> [Task item]:
In the records below, find the lines that include "Debug" and copy each.

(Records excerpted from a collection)
○ ○ ○

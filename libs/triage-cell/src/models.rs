// libs/triage-cell/src/models.rs
use serde::{Deserialize, Deserializer};

use shared_models::{Appointment, AppointmentStatus};

// ==============================================================================
// VIEW SELECTION MODELS
// ==============================================================================

/// Which role-specific view to derive from a snapshot. One engine with a
/// tagged mode replaces the four near-duplicate per-dashboard orderings.
#[derive(Debug, Clone)]
pub enum ViewMode {
    /// Nurse triage queue: pending requests awaiting approve/reject.
    Intake,
    /// Clinical "now serving" queue: approved records in slot order.
    Serving,
    /// Administrative worklist: every status, filterable and searchable.
    Worklist(WorklistFilter),
    /// A subject's own records, matched by email.
    History { subject_email: String },
}

/// Optional narrowing applied to the administrative worklist before sorting.
#[derive(Debug, Clone, Default, Deserialize)]
pub struct WorklistFilter {
    /// Exact status match. `None` (the UI's "all" choice) keeps every status.
    #[serde(default, deserialize_with = "status_filter")]
    pub status: Option<AppointmentStatus>,
    /// Case-insensitive substring match on the subject name.
    #[serde(default)]
    pub search: Option<String>,
    /// Category filter: substring on the service type, e.g. "clearance".
    #[serde(default)]
    pub service_contains: Option<String>,
    /// Category filter: substring on the urgency label, e.g. "urgent".
    #[serde(default)]
    pub urgency_contains: Option<String>,
}

fn status_filter<'de, D>(deserializer: D) -> Result<Option<AppointmentStatus>, D::Error>
where
    D: Deserializer<'de>,
{
    let raw = Option::<String>::deserialize(deserializer)?;
    Ok(raw.and_then(|s| {
        let trimmed = s.trim();
        if trimmed.is_empty() || trimmed.eq_ignore_ascii_case("all") {
            None
        } else {
            Some(AppointmentStatus::parse(trimmed))
        }
    }))
}

// ==============================================================================
// VIEW OUTPUT MODELS
// ==============================================================================

#[derive(Debug, Clone, PartialEq)]
pub enum QueueView {
    Intake(Vec<Appointment>),
    Serving(ServingView),
    Worklist(Vec<Appointment>),
    History(Vec<Appointment>),
}

/// The serving queue split: who is up now and who waits behind them.
#[derive(Debug, Clone, Default, PartialEq)]
pub struct ServingView {
    pub next: Option<Appointment>,
    pub waiting: Vec<Appointment>,
}

impl ServingView {
    pub fn is_empty(&self) -> bool {
        self.next.is_none()
    }
}

// ==============================================================================
// ERROR TYPES
// ==============================================================================

#[derive(Debug, Clone, PartialEq, thiserror::Error)]
pub enum TriageError {
    #[error("Invalid status transition: {from} -> {to}")]
    InvalidTransition {
        from: AppointmentStatus,
        to: AppointmentStatus,
    },

    #[error("A rejection reason is required")]
    RejectionReasonRequired,
}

○ ○ ○

> [Response]:
#[derive(Debug, Clone)]
#[derive(Debug, Clone, Default, Deserialize)]
#[derive(Debug, Clone, PartialEq)]
#[derive(Debug, Clone, Default, PartialEq)]
#[derive(Debug, Clone, PartialEq, thiserror::Error)]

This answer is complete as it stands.